# Thursday, May 14, 2015

I’m embarrassed to admit that, as a long time Agile coach, I hadn’t appreciated the benefits of burn-up charts over burn-downs, merely seeing it as a mirror image - I was wrong.

However it has brought me to this metaphor of landing the project in a zone where two joysticks, held by different stakeholders, guide in the project (or MVP or ‘next release’). The PO (business) holds the scope ‘joystick’ whilst the team adjusts the ‘throughput rate’.

Being co-pilots in this joint endeavour helps foster collaboration between the two ‘sides’.

i find that the most insight-generating metaphors are simple and incorporate a familiar aspect of our physical world.

Make the most of the historical data we have

Our historical data of ‘completed work’ shows the rate of delivery (velocity). Which we can extrapolate into the future using pessimistic and optimistic rates.

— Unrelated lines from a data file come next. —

//! # akt-core: Identifier and Filter Types for the akt Client
//!
//! Marketplace resources are addressed hierarchically:
//!
//! ```text
//! Deployment(owner, dseq)
//!   └─ Group(gseq)
//!        └─ Order(oseq)
//!             └─ Bid(provider) ≡ Lease
//! ```
//!
//! This crate turns the flat flag values a command receives into those
//! nested identifiers, and into the optional-field filters used by list
//! queries.
//!
//! ## Key Design Principles
//!
//! 1. **Per-invocation input.** Flag values live in a [`MarketFlags`] value
//!    owned by the caller. There is no process-wide option state.
//!
//! 2. **Checked narrowing.** Sequence flags are `u64` on the command line and
//!    `u32` on chain. Overflow is a [`ValidationError`], never truncation.
//!
//! 3. **Required vs optional addresses are distinct types.** A [`BidId`]
//!    holds a decoded [`AccAddress`]; a [`BidFilters`] holds an
//!    [`OptionalAddress`] that may be empty.
//!
//! 4. **Each tier embeds the one below.** Lease identifiers and filters are
//!    transparent wrappers over their bid counterparts.
//!
//! ## Crate Policy
//!
//! - No dependencies on other `akt-*` crates.
//! - No `unsafe` code.
//! - No `panic!()` or `.unwrap()` outside tests.

pub mod address;
pub mod compose;
pub mod error;
pub mod filter;
pub mod flags;
pub mod id;
pub mod pagination;
pub mod sequence;

pub use address::{
    AccAddress, AddressDecoder, Bech32Codec, OptionalAddress, DEFAULT_ACCOUNT_PREFIX,
};
pub use error::{AddressError, ValidationError};
pub use filter::{
    is_known_state, BidFilters, DeploymentFilters, LeaseFilters, OrderFilters, BID_STATES,
    DEPLOYMENT_STATES, LEASE_STATES, ORDER_STATES,
};
pub use flags::MarketFlags;
pub use id::{BidId, DeploymentId, GroupId, LeaseId, OrderId};
pub use pagination::{PageRequest, Pagination};
pub use sequence::{narrow_sequence, SequenceField};
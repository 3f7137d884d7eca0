//! # Market Flag Values
//!
//! [`MarketFlags`] holds the raw identifier and filter flag values of a single
//! command invocation. The command-line layer builds one from its parsed
//! arguments and hands it by reference to the composers in
//! [`compose`](crate::compose). Nothing here is global; two invocations never
//! share a value.
//!
//! Values are kept exactly as parsed. Range and address checks happen when a
//! composer asks for a typed identifier or filter.

use crate::sequence::{
    DEFAULT_DEPLOYMENT_SEQUENCE, DEFAULT_GROUP_SEQUENCE, DEFAULT_ORDER_SEQUENCE,
};

/// Raw identifier and filter flags for one invocation.
#[derive(Debug, Clone, PartialEq, Eq)]
pub struct MarketFlags {
    /// `--owner`; empty when not given.
    pub owner: String,
    /// `--state`; empty when not given.
    pub state: String,
    /// `--dseq`
    pub dseq: u64,
    /// `--gseq`
    pub gseq: u64,
    /// `--oseq`
    pub oseq: u64,
    /// `--provider`; empty when not given.
    pub provider: String,
}

impl Default for MarketFlags {
    fn default() -> Self {
        Self {
            owner: String::new(),
            state: String::new(),
            dseq: DEFAULT_DEPLOYMENT_SEQUENCE,
            gseq: DEFAULT_GROUP_SEQUENCE,
            oseq: DEFAULT_ORDER_SEQUENCE,
            provider: String::new(),
        }
    }
}

impl MarketFlags {
    /// Flags addressing a deployment, other values at their defaults.
    pub fn for_deployment(owner: impl Into<String>, dseq: u64) -> Self {
        Self {
            owner: owner.into(),
            dseq,
            ..Self::default()
        }
    }

    /// Set `--gseq`.
    pub fn with_gseq(mut self, gseq: u64) -> Self {
        self.gseq = gseq;
        self
    }

    /// Set `--oseq`.
    pub fn with_oseq(mut self, oseq: u64) -> Self {
        self.oseq = oseq;
        self
    }

    /// Set `--provider`.
    pub fn with_provider(mut self, provider: impl Into<String>) -> Self {
        self.provider = provider.into();
        self
    }

    /// Set `--state`.
    pub fn with_state(mut self, state: impl Into<String>) -> Self {
        self.state = state.into();
        self
    }
}
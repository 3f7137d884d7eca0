//! # Pagination
//!
//! List queries accept either a page number or a raw offset, never both.
//! [`Pagination`] carries the flag values; [`Pagination::page_request`]
//! resolves them into the [`PageRequest`] sent with the query.

use serde::Serialize;

use crate::error::ValidationError;

/// Default `--page`.
pub const DEFAULT_PAGE: u64 = 1;

/// Default `--limit`.
pub const DEFAULT_LIMIT: u64 = 100;

/// Pagination flag values as parsed.
#[derive(Debug, Clone, PartialEq, Eq)]
pub struct Pagination {
    pub page: u64,
    pub page_key: String,
    pub offset: u64,
    pub limit: u64,
    pub count_total: bool,
    pub reverse: bool,
}

impl Default for Pagination {
    fn default() -> Self {
        Self {
            page: DEFAULT_PAGE,
            page_key: String::new(),
            offset: 0,
            limit: DEFAULT_LIMIT,
            count_total: false,
            reverse: false,
        }
    }
}

/// Resolved page request.
#[derive(Debug, Clone, Default, PartialEq, Eq, Serialize)]
pub struct PageRequest {
    pub key: String,
    pub offset: u64,
    pub limit: u64,
    pub count_total: bool,
    pub reverse: bool,
}

impl Pagination {
    /// Resolve the flags into a page request.
    ///
    /// A page above 1 is turned into `offset = (page - 1) * limit`.
    ///
    /// # Errors
    ///
    /// - [`ValidationError::PageAndOffset`] if `page > 1` and `offset > 0`.
    /// - [`ValidationError::PageOverflow`] if the computed offset overflows.
    pub fn page_request(&self) -> Result<PageRequest, ValidationError> {
        if self.page > 1 && self.offset > 0 {
            return Err(ValidationError::PageAndOffset);
        }

        let offset = if self.page > 1 {
            (self.page - 1)
                .checked_mul(self.limit)
                .ok_or(ValidationError::PageOverflow {
                    page: self.page,
                    limit: self.limit,
                })?
        } else {
            self.offset
        };

        Ok(PageRequest {
            key: self.page_key.clone(),
            offset,
            limit: self.limit,
            count_total: self.count_total,
            reverse: self.reverse,
        })
    }
}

A vertical line down from where these cross the scope line, gives us a date range that this project will finish. In this case I’ve assumed the scope doesn’t change after today.

landingzone

The angle of those pessimistic and optimistic throughput rates is largely determined by the team and overall system effectiveness.

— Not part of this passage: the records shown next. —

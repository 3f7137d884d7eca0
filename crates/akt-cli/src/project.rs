//! # Project Subcommand
//!
//! Placeholder for project scaffolding. `akt project` and `akt project init`
//! display their help and exit successfully.

use anyhow::Result;
use clap::{Args, Command, Subcommand};

use crate::print_help;

/// Arguments for the `akt project` subcommand.
#[derive(Args, Debug)]
pub struct ProjectArgs {
    #[command(subcommand)]
    pub command: Option<ProjectCommand>,
}

/// Project subcommands.
#[derive(Subcommand, Debug)]
pub enum ProjectCommand {
    /// Create a new project in the current directory.
    Init,
}

/// Execute the project subcommand.
pub fn run_project(args: &ProjectArgs, root: Command) -> Result<u8> {
    match args.command {
        None => print_help(root, &["project"])?,
        Some(ProjectCommand::Init) => print_help(root, &["project", "init"])?,
    }
    Ok(0)
}
//! # Query Filters
//!
//! Filters narrow a list query. Every field is optional and its zero value
//! (`""` or `0`) means "no constraint". Like identifiers, each tier embeds
//! the full tier below and serializes flat.
//!
//! The `state` string is passed through untouched. The known vocabularies
//! below are exported for help text and diagnostics; an unknown state is
//! left for the node to reject or match nothing.
//!
//! Note that `gseq` and `oseq` default to `1`, so a consumer cannot tell
//! "no constraint" apart from "sequence 1".

use serde::Serialize;

use crate::address::OptionalAddress;

/// States a deployment can be listed by.
pub const DEPLOYMENT_STATES: &[&str] = &["active", "closed"];

/// States an order can be listed by.
pub const ORDER_STATES: &[&str] = &["open", "matched", "closed"];

/// States a bid can be listed by.
pub const BID_STATES: &[&str] = &["open", "matched", "lost", "closed"];

/// States a lease can be listed by.
pub const LEASE_STATES: &[&str] = &["active", "insufficient_funds", "closed"];

/// Whether `state` is empty or one of `known`.
pub fn is_known_state(state: &str, known: &[&str]) -> bool {
    state.is_empty() || known.contains(&state)
}

/// Deployment list filter.
#[derive(Debug, Clone, Default, PartialEq, Eq, Hash, Serialize)]
pub struct DeploymentFilters {
    owner: String,
    state: String,
    dseq: u64,
}

impl DeploymentFilters {
    /// Build a deployment filter. No field is validated.
    pub fn new(owner: impl Into<String>, state: impl Into<String>, dseq: u64) -> Self {
        Self {
            owner: owner.into(),
            state: state.into(),
            dseq,
        }
    }

    /// Owner filter; empty when unset.
    pub fn owner(&self) -> &str {
        &self.owner
    }

    /// State filter; empty when unset.
    pub fn state(&self) -> &str {
        &self.state
    }

    /// Deployment sequence filter; zero when unset.
    pub fn dseq(&self) -> u64 {
        self.dseq
    }
}

/// Order list filter.
#[derive(Debug, Clone, Default, PartialEq, Eq, Hash, Serialize)]
pub struct OrderFilters {
    #[serde(flatten)]
    deployment: DeploymentFilters,
    gseq: u32,
    oseq: u32,
}

impl OrderFilters {
    /// Extend a deployment filter with group and order sequences.
    pub fn new(deployment: DeploymentFilters, gseq: u32, oseq: u32) -> Self {
        Self {
            deployment,
            gseq,
            oseq,
        }
    }

    /// The deployment-level part of this filter.
    pub fn deployment_filters(&self) -> &DeploymentFilters {
        &self.deployment
    }

    pub fn owner(&self) -> &str {
        self.deployment.owner()
    }

    pub fn state(&self) -> &str {
        self.deployment.state()
    }

    pub fn dseq(&self) -> u64 {
        self.deployment.dseq()
    }

    pub fn gseq(&self) -> u32 {
        self.gseq
    }

    pub fn oseq(&self) -> u32 {
        self.oseq
    }
}

/// Bid list filter.
#[derive(Debug, Clone, Default, PartialEq, Eq, Hash, Serialize)]
pub struct BidFilters {
    #[serde(flatten)]
    order: OrderFilters,
    provider: OptionalAddress,
}

impl BidFilters {
    /// Extend an order filter with a provider filter.
    pub fn new(order: OrderFilters, provider: OptionalAddress) -> Self {
        Self { order, provider }
    }

    /// The order-level part of this filter.
    pub fn order_filters(&self) -> &OrderFilters {
        &self.order
    }

    pub fn owner(&self) -> &str {
        self.order.owner()
    }

    pub fn state(&self) -> &str {
        self.order.state()
    }

    pub fn dseq(&self) -> u64 {
        self.order.dseq()
    }

    pub fn gseq(&self) -> u32 {
        self.order.gseq()
    }

    pub fn oseq(&self) -> u32 {
        self.order.oseq()
    }

    /// Provider filter; unset when empty.
    pub fn provider(&self) -> &OptionalAddress {
        &self.provider
    }
}

/// Lease list filter. Same layout as [`BidFilters`].
#[derive(Debug, Clone, Default, PartialEq, Eq, Hash, Serialize)]
#[serde(transparent)]
#[repr(transparent)]
pub struct LeaseFilters(BidFilters);

impl LeaseFilters {
    /// The bid filter this lease filter mirrors.
    pub fn bid_filters(&self) -> &BidFilters {
        &self.0
    }
}

impl From<BidFilters> for LeaseFilters {
    fn from(filters: BidFilters) -> Self {
        Self(filters)
    }
}

impl From<LeaseFilters> for BidFilters {
    fn from(filters: LeaseFilters) -> Self {
        filters.0
    }
}

impl std::ops::Deref for LeaseFilters {
    type Target = BidFilters;

    fn deref(&self) -> &BidFilters {
        &self.0
    }
}
//! # Identifier and Filter Composition
//!
//! Builds typed identifiers and filters from a [`MarketFlags`] value. Each
//! composer reuses the one for the tier below, so range and address checks
//! live in exactly one place:
//!
//! ```text
//! deployment_id ─▶ group_id ─▶ order_id ─▶ bid_id ─▶ lease_id
//! deployment_filters ─▶ order_filters ─▶ bid_filters ─▶ lease_filters
//! ```
//!
//! Composition short-circuits on the first failure and never returns a
//! partially built value.
//!
//! The identifier path requires a provider that decodes; the filter path
//! accepts an empty provider as "no filter". `gseq`/`oseq` are range checked
//! on both paths, so an oversized filter value is a hard error rather than
//! "no constraint".

use crate::address::{AddressDecoder, OptionalAddress};
use crate::error::ValidationError;
use crate::filter::{BidFilters, DeploymentFilters, LeaseFilters, OrderFilters};
use crate::flags::MarketFlags;
use crate::id::{BidId, DeploymentId, GroupId, LeaseId, OrderId};
use crate::sequence::{narrow_sequence, SequenceField};

impl MarketFlags {
    /// Validated `--gseq`.
    ///
    /// # Errors
    ///
    /// [`ValidationError::SequenceOutOfRange`] if above `u32::MAX`.
    pub fn group_sequence(&self) -> Result<u32, ValidationError> {
        narrow_sequence(SequenceField::Group, self.gseq)
    }

    /// Validated `--oseq`.
    ///
    /// # Errors
    ///
    /// [`ValidationError::SequenceOutOfRange`] if above `u32::MAX`.
    pub fn order_sequence(&self) -> Result<u32, ValidationError> {
        narrow_sequence(SequenceField::Order, self.oseq)
    }

    /// Deployment identifier, taken directly from `--owner` and `--dseq`.
    pub fn deployment_id(&self) -> DeploymentId {
        DeploymentId::new(self.owner.clone(), self.dseq)
    }

    /// Group identifier: deployment identifier plus validated `--gseq`.
    ///
    /// # Errors
    ///
    /// Fails if `--gseq` is out of range.
    pub fn group_id(&self) -> Result<GroupId, ValidationError> {
        let deployment = self.deployment_id();
        let gseq = self.group_sequence()?;
        Ok(GroupId::new(deployment, gseq))
    }

    /// Order identifier: group identifier plus validated `--oseq`.
    ///
    /// # Errors
    ///
    /// Fails if `--gseq` or `--oseq` is out of range.
    pub fn order_id(&self) -> Result<OrderId, ValidationError> {
        let group = self.group_id()?;
        let oseq = self.order_sequence()?;
        Ok(OrderId::new(group, oseq))
    }

    /// Bid identifier: order identifier plus a required, decoded `--provider`.
    ///
    /// # Errors
    ///
    /// Fails if a sequence is out of range, or if the provider is empty or
    /// does not decode.
    pub fn bid_id<D>(&self, decoder: &D) -> Result<BidId, ValidationError>
    where
        D: AddressDecoder + ?Sized,
    {
        let order = self.order_id()?;
        let provider = decoder.decode(&self.provider)?;
        Ok(BidId::new(order, provider))
    }

    /// Lease identifier, built exactly like [`bid_id`](Self::bid_id).
    ///
    /// # Errors
    ///
    /// Same as [`bid_id`](Self::bid_id).
    pub fn lease_id<D>(&self, decoder: &D) -> Result<LeaseId, ValidationError>
    where
        D: AddressDecoder + ?Sized,
    {
        self.bid_id(decoder).map(LeaseId::from)
    }

    /// Deployment filter. Owner and state are passed through unvalidated.
    pub fn deployment_filters(&self) -> DeploymentFilters {
        DeploymentFilters::new(self.owner.clone(), self.state.clone(), self.dseq)
    }

    /// Order filter: deployment filter plus validated `--gseq` and `--oseq`.
    ///
    /// # Errors
    ///
    /// Fails if `--gseq` or `--oseq` is out of range.
    pub fn order_filters(&self) -> Result<OrderFilters, ValidationError> {
        let deployment = self.deployment_filters();
        let gseq = self.group_sequence()?;
        let oseq = self.order_sequence()?;
        Ok(OrderFilters::new(deployment, gseq, oseq))
    }

    /// Bid filter: order filter plus an optional `--provider`.
    ///
    /// # Errors
    ///
    /// Fails if a sequence is out of range or a non-empty provider does not
    /// decode.
    pub fn bid_filters<D>(&self, decoder: &D) -> Result<BidFilters, ValidationError>
    where
        D: AddressDecoder + ?Sized,
    {
        let order = self.order_filters()?;
        let provider = OptionalAddress::parse(&self.provider, decoder)?;
        Ok(BidFilters::new(order, provider))
    }

    /// Lease filter: the bid filter, field for field.
    ///
    /// # Errors
    ///
    /// Same as [`bid_filters`](Self::bid_filters).
    pub fn lease_filters<D>(&self, decoder: &D) -> Result<LeaseFilters, ValidationError>
    where
        D: AddressDecoder + ?Sized,
    {
        self.bid_filters(decoder).map(LeaseFilters::from)
    }
}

Note: We currently use simple calculations to decide the angle, e.g. optimistic (median +25%) and pessimistic (median – 25%). Alternatively a moving weighted average works well too.

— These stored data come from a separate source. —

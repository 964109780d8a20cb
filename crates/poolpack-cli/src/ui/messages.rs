//! Status message functions for terminal output.

use owo_colors::OwoColorize;

use super::colors_enabled;

/// Print a success message to stderr.
pub fn success(message: &str) {
    if colors_enabled() {
        eprintln!("{} {}", "✓".green().bold(), message);
    } else {
        eprintln!("✓ {message}");
    }
}

/// Print an info message to stderr.
pub fn info(message: &str) {
    if colors_enabled() {
        eprintln!("{} {}", "ℹ".blue().bold(), message);
    } else {
        eprintln!("ℹ {message}");
    }
}

/// Print a warning message to stderr.
pub fn warning(message: &str) {
    if colors_enabled() {
        eprintln!("{} {}", "⚠".yellow().bold(), message.yellow());
    } else {
        eprintln!("⚠ {message}");
    }
}

/// Print an error message to stderr.
pub fn error(message: &str) {
    if colors_enabled() {
        eprintln!("{} {}", "✗".red().bold(), message.red());
    } else {
        eprintln!("✗ {message}");
    }
}

#[cfg(test)]
mod tests {
    use super::*;

    #[test]
    fn test_status_messages() {
        success("Success message");
        info("Info message");
        warning("Warning message");
        error("Error message");
    }
}
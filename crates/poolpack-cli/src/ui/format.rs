//! Formatting utilities for sizes, durations and run summaries.

use owo_colors::OwoColorize;
use std::time::Duration;

/// Format file size in human-readable format.
///
/// ```
/// use poolpack_cli::ui::format_size;
///
/// assert_eq!(format_size(0), "0 B");
/// assert_eq!(format_size(500), "500 B");
/// assert_eq!(format_size(1024), "1.00 KB");
/// ```
pub fn format_size(bytes: u64) -> String {
    const UNITS: &[&str] = &["B", "KB", "MB", "GB"];

    if bytes == 0 {
        return "0 B".to_string();
    }

    let mut size = bytes as f64;
    let mut unit_idx = 0;

    while size >= 1024.0 && unit_idx < UNITS.len() - 1 {
        size /= 1024.0;
        unit_idx += 1;
    }

    if unit_idx == 0 {
        format!("{} {}", size as u64, UNITS[unit_idx])
    } else {
        format!("{:.2} {}", size, UNITS[unit_idx])
    }
}

/// Format duration in human-readable format.
///
/// ```
/// use std::time::Duration;
/// use poolpack_cli::ui::format_duration;
///
/// assert_eq!(format_duration(Duration::from_millis(50)), "50ms");
/// assert_eq!(format_duration(Duration::from_millis(1500)), "1.50s");
/// assert_eq!(format_duration(Duration::from_secs(90)), "1m 30s");
/// ```
pub fn format_duration(duration: Duration) -> String {
    let total_ms = duration.as_millis();

    if total_ms < 1000 {
        format!("{}ms", total_ms)
    } else if total_ms < 60_000 {
        format!("{:.2}s", duration.as_secs_f64())
    } else {
        let secs = duration.as_secs();
        format!("{}m {}s", secs / 60, secs % 60)
    }
}

/// Print the artifacts a run left on disk, with their sizes.
///
/// Missing files are skipped.
pub fn print_artifact_summary(artifacts: &[(String, Option<u64>)]) {
    for (name, size) in artifacts {
        let Some(size) = size else { continue };
        if super::colors_enabled() {
            eprintln!(
                "  {} {} {}",
                "▸".blue(),
                name.bright_white().bold(),
                format_size(*size).dimmed()
            );
        } else {
            eprintln!("  ▸ {} {}", name, format_size(*size));
        }
    }
}
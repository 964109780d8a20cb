//! Tasks command implementation.

use poolpack::TaskGraph;

use crate::cli::ProjectArgs;
use crate::commands::utils;
use crate::error::Result;

/// Print every task with its description and prerequisites to stdout.
pub fn execute(project: &ProjectArgs) -> Result<()> {
    let pipeline = utils::load_pipeline(project)?;
    print!("{}", render(pipeline.graph()));
    Ok(())
}

fn render(graph: &TaskGraph) -> String {
    let width = graph.nodes().map(|node| node.name.len()).max().unwrap_or(0) + 2;

    let mut out = String::new();
    for node in graph.nodes() {
        out.push_str(&format!("{:<width$}{}\n", node.name, node.description));
        if !node.prerequisites.is_empty() {
            out.push_str(&format!(
                "{:<width$}after: {}\n",
                "",
                node.prerequisites.join(", ")
            ));
        }
    }
    out
}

Not forgetting the ‘S curve’ that David Anderson writes about here

This shows there is often lowering of the throughput rate in the last 20% of a project – assuming that the definition of done was not quite perfect – which is common!

s curve

 

We are also developing projections based on ‘probabilistic forecasting’ and Monte Carlo simulations to provide more clarity on the likely outcomes. Troy Magennis has been leading this approach in the Agile world – this video is a great introduction

Step 2 – Scope evolves

We know the scope line will probably continue to drift upwards, in fact there are probably two future scope lines:

  1. The desired scope that was in the business plan and stakeholders thought was necessary when the project was first conceived.
  2. The minimal scope, or MVP, that would deliver value to users, generate learning and is a viable delivery.

landingzone1

We need to develop better ways to model this change in scope, however we’ve all seen this in projects, even if the root causes vary.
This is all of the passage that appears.